START ENTRIES SUPPLIED
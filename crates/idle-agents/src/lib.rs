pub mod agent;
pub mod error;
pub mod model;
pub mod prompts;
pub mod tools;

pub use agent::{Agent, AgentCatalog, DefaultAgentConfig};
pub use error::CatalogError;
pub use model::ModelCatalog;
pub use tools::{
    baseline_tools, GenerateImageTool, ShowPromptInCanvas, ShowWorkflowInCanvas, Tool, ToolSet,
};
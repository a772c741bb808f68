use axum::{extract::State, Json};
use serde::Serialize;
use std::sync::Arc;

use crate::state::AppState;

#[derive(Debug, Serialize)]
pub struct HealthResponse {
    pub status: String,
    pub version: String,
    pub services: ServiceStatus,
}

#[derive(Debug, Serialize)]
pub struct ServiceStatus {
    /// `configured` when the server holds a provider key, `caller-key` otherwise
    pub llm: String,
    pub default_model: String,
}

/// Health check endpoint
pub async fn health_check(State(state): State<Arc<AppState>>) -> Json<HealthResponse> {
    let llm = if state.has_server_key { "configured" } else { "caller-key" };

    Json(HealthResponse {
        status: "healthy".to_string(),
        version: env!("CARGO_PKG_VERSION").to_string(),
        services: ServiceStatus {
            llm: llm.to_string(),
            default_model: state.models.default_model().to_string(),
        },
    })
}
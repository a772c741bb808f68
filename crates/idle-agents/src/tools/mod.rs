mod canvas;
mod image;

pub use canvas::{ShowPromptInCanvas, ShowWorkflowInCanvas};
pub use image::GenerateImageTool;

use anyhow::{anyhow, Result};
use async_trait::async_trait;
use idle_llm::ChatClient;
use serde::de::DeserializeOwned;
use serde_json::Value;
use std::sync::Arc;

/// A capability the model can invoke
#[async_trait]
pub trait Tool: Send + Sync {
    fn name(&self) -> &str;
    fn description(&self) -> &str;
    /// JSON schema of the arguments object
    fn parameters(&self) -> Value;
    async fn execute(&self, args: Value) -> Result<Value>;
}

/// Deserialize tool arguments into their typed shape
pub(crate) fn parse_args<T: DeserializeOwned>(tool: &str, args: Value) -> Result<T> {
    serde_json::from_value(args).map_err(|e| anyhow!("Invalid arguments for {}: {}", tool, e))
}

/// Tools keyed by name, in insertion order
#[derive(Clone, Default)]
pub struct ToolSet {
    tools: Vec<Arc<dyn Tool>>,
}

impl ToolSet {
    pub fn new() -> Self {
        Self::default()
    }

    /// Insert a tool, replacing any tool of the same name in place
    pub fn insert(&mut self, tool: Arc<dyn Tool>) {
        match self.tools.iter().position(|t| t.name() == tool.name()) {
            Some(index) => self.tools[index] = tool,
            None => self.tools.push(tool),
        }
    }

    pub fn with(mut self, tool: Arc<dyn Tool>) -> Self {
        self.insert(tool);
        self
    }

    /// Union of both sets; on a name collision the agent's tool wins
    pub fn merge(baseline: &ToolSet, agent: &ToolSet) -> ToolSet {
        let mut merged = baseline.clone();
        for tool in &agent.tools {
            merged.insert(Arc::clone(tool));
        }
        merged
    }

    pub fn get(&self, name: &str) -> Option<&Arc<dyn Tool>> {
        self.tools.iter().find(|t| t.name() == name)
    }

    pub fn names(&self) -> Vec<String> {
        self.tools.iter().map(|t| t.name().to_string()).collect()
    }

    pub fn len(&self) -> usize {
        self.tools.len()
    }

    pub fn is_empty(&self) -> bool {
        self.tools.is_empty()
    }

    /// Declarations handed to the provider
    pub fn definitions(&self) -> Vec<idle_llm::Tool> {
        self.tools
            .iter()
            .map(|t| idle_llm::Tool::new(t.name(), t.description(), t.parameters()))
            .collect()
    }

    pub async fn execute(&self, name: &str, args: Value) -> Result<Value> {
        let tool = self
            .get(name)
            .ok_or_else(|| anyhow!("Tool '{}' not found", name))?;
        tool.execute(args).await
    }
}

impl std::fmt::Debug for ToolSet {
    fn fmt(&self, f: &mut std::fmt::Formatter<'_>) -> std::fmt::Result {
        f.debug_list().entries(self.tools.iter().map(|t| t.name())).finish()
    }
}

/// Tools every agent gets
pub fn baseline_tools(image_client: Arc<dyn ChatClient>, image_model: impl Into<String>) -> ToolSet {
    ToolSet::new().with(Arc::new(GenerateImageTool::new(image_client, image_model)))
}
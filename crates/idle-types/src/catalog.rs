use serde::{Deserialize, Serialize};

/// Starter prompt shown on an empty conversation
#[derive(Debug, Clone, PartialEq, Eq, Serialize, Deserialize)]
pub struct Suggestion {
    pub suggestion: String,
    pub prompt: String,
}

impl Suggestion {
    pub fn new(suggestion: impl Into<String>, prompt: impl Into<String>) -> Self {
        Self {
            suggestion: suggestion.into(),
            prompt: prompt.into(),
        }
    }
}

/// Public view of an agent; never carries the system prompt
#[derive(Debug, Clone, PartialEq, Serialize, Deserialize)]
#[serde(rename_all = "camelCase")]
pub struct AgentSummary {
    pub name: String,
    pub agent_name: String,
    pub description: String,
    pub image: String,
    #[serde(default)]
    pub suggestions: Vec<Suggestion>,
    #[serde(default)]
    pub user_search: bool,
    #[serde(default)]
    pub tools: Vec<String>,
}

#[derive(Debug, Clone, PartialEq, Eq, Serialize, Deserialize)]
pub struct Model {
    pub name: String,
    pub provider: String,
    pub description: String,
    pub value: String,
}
END ENTRIES SUPPLIED
Exactly as written, repeat each line from the beginning of the data above to the line containing "Health check endpoint", inclusive.

filename crates/idle-agents/src/lib.rs
pub mod agent;
pub mod error;
pub mod model;
pub mod prompts;
pub mod tools;

pub use agent::{Agent, AgentCatalog, DefaultAgentConfig};
pub use error::CatalogError;
pub use model::ModelCatalog;
pub use tools::{
    baseline_tools, GenerateImageTool, ShowPromptInCanvas, ShowWorkflowInCanvas, Tool, ToolSet,
};
repository a772c741bb808f68
use axum::{extract::State, Json};
use serde::Serialize;
use std::sync::Arc;

use crate::state::AppState;

#[derive(Debug, Serialize)]
pub struct HealthResponse {
    pub status: String,
    pub version: String,
    pub services: ServiceStatus,
}

#[derive(Debug, Serialize)]
pub struct ServiceStatus {
    /// `configured` when the server holds a provider key, `caller-key` otherwise
    pub llm: String,
    pub default_model: String,
}

/// Health check endpoint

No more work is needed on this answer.